Rabu, 11 September 2013
SERENADA DALAM LEMBAH BIRU (109)
Seumur-umur saya belum pernah merasakan bahwa tanda tangan saya begitu berharga. Apalagi dikaitkan dengan segenggam nyawa. Sebab saya hanyalah insan biasa, pengangguran yang menyandang status tak lebih dari sekedar seorang ibu rumah tangga. Namun itulah kenyataannya. Kemarin siang Senin (09/09) saya menandatangani "Form of Consent Informed" (Persetujuan Perjanjian) saya dengan pihak RS yang menjadi penyelenggara penelitian obat yang akan diberikan kepada saya. Perjanjian itu membawa saya kepada harapan baru bahwasannya saya akan sembuh asal saya bersungguh-sungguh menata diri dan gaya hidup saya selanjutnya. Maka rasanya perjuangan babak baru akan segera saya mulai kembali, membuat saya amat menghargai setiap detik dan langkah dalam kehidupan saya.

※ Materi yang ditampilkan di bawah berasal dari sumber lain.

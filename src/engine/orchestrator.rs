//! Check execution orchestrator.
//!
//! Manages check registration and sequential execution against one
//! [`CheckContext`].
//!
//! # Graceful Degradation
//!
//! This module handles errors gracefully:
//! - Check panics: Caught via std::panic::catch_unwind, converted to Fail result
//! - Run deadline passed before a check starts: Fail result, check not run
//! - Invalid check ID: Silently skipped in run_specific/run_excluding
//! - Empty check list: Returns empty report (not an error)
//!
//! Checks run one at a time in registration order so the claims log reads
//! in a deterministic order. After each check, the lines it appended are
//! taken from the log and attached to its result.

use crate::checks::{icmp, ports, services};
use crate::engine::context::CheckContext;
use crate::engine::result::{ResultAggregator, ValidationReport};
use crate::{Check, CheckCategory, CheckResult};
use std::time::Instant;
use tracing::info;

/// Orchestrator configuration
#[derive(Debug, Clone, Default)]
pub struct OrchestratorConfig {
    pub fail_fast: bool,
}

/// Body of a check.
pub type CheckFn = Box<dyn Fn(&CheckContext<'_>) -> CheckResult + Send + Sync>;

/// A registered check with its execution function
pub struct RegisteredCheck {
    pub id: String,
    pub name: String,
    pub category: CheckCategory,
    pub description: String,
    pub check_fn: CheckFn,
}

/// Check orchestrator
pub struct CheckOrchestrator {
    config: OrchestratorConfig,
    checks: Vec<RegisteredCheck>,
}

impl CheckOrchestrator {
    pub fn new(config: OrchestratorConfig) -> Self {
        CheckOrchestrator {
            config,
            checks: Vec::new(),
        }
    }

    /// Register checks for execution
    pub fn register_checks(&mut self, checks: Vec<RegisteredCheck>) {
        self.checks.extend(checks);
    }

    /// Register a single check
    pub fn register_check(&mut self, check: RegisteredCheck) {
        self.checks.push(check);
    }

    /// Run all registered checks
    pub fn run_all(&self, ctx: &CheckContext<'_>) -> ValidationReport {
        self.run_filtered(ctx, |_| true)
    }

    /// Run checks in a specific category
    pub fn run_category(&self, ctx: &CheckContext<'_>, category: CheckCategory) -> ValidationReport {
        self.run_filtered(ctx, |c| c.category == category)
    }

    /// Run checks in multiple categories
    pub fn run_categories(
        &self,
        ctx: &CheckContext<'_>,
        categories: &[CheckCategory],
    ) -> ValidationReport {
        self.run_filtered(ctx, |c| categories.contains(&c.category))
    }

    /// Run specific checks by ID
    pub fn run_specific(&self, ctx: &CheckContext<'_>, check_ids: &[String]) -> ValidationReport {
        self.run_filtered(ctx, |c| check_ids.contains(&c.id))
    }

    /// Run all checks except specified IDs
    pub fn run_excluding(&self, ctx: &CheckContext<'_>, skip_ids: &[String]) -> ValidationReport {
        self.run_filtered(ctx, |c| !skip_ids.contains(&c.id))
    }

    fn run_filtered<F>(&self, ctx: &CheckContext<'_>, select: F) -> ValidationReport
    where
        F: Fn(&RegisteredCheck) -> bool,
    {
        let start = Instant::now();
        let mut aggregator = ResultAggregator::new();

        for check in self.checks.iter().filter(|c| select(*c)) {
            info!(id = %check.id, name = %check.name, "running check");
            let result = self.execute_check(ctx, check);
            info!(id = %check.id, result = %result, "check finished");

            let failed = matches!(result, CheckResult::Fail { .. });
            aggregator.add_result(Check {
                id: check.id.clone(),
                name: check.name.clone(),
                category: check.category,
                description: check.description.clone(),
                result: Some(result),
                claims: ctx.claims.take(),
            });

            if self.config.fail_fast && failed {
                break;
            }
        }

        aggregator.set_discovery_errors(ctx.discovery_errors.clone());
        aggregator.set_metadata(ctx.discovery.source(), start.elapsed().as_millis() as u64);
        aggregator.to_report()
    }

    /// Execute a single check, converting panics and deadline overruns to Fail
    fn execute_check(&self, ctx: &CheckContext<'_>, check: &RegisteredCheck) -> CheckResult {
        let start = Instant::now();

        if ctx.expired() {
            return CheckResult::Fail {
                message: "Run deadline exceeded before the check started".to_string(),
                details: "Increase --timeout or narrow the selection".to_string(),
                duration_ms: 0,
            };
        }

        let result = std::panic::catch_unwind(std::panic::AssertUnwindSafe(|| {
            (check.check_fn)(ctx)
        }));

        match result {
            Ok(check_result) => check_result,
            Err(_) => CheckResult::Fail {
                message: "Check panicked during execution".to_string(),
                details: "An unexpected error occurred".to_string(),
                duration_ms: start.elapsed().as_millis() as u64,
            },
        }
    }
}

/// Create all registered checks with their execution functions
pub fn create_all_checks() -> Vec<RegisteredCheck> {
    vec![
        RegisteredCheck {
            id: "NET-001".to_string(),
            name: "ICMPv4 Connectivity".to_string(),
            category: CheckCategory::Connectivity,
            description: "Workloads on the default interface reach each other over IPv4".to_string(),
            check_fn: Box::new(icmp::run_net001),
        },
        RegisteredCheck {
            id: "NET-002".to_string(),
            name: "ICMPv4 Connectivity (Secondary)".to_string(),
            category: CheckCategory::Connectivity,
            description: "Workloads on each secondary attachment reach each other over IPv4"
                .to_string(),
            check_fn: Box::new(icmp::run_net002),
        },
        RegisteredCheck {
            id: "NET-003".to_string(),
            name: "ICMPv6 Connectivity".to_string(),
            category: CheckCategory::Connectivity,
            description: "Workloads on the default interface reach each other over IPv6".to_string(),
            check_fn: Box::new(icmp::run_net003),
        },
        RegisteredCheck {
            id: "NET-004".to_string(),
            name: "ICMPv6 Connectivity (Secondary)".to_string(),
            category: CheckCategory::Connectivity,
            description: "Workloads on each secondary attachment reach each other over IPv6"
                .to_string(),
            check_fn: Box::new(icmp::run_net004),
        },
        RegisteredCheck {
            id: "NET-005".to_string(),
            name: "Undeclared Container Ports".to_string(),
            category: CheckCategory::Ports,
            description: "Every listening socket is declared as a container port".to_string(),
            check_fn: Box::new(ports::run_net005),
        },
        RegisteredCheck {
            id: "NET-006".to_string(),
            name: "Services Do Not Use NodePort".to_string(),
            category: CheckCategory::Services,
            description: "No service in the target namespaces is of type NodePort".to_string(),
            check_fn: Box::new(services::run_net006),
        },
    ]
}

Mendapat obat terbaik dan tercocok untuk kondisi saya adalah impian yang sulit untuk diwujudkan. Saya harus melalui serangkaian pemeriksaan fisik terlebih dulu, selain mematuhi keinginan para dokter yang bertanggung jawab terhadap pengobatan ini. Untuk itu dibutuhkan modal yang tak sedikit serta tekad yang kuat menggapainya. Dengan menggalang dana dari berbagai pihak saya berhasil membayar test medis yang mahal-mahal itu sambil menutup muka menahan malu. Sebab bayangkan saja, uang yang saya pakai ikut test ini tidaklah sedikit bagi kalangan kami. Tapi berhubung saya menjanjikan untuk gigih merebut kembali kesempatan mendapat perpanjangan nyawa, maka mereka yang menaruh belas kasihan kepada saya akhirnya datang mengulurkan bantuan dengan sendirinya.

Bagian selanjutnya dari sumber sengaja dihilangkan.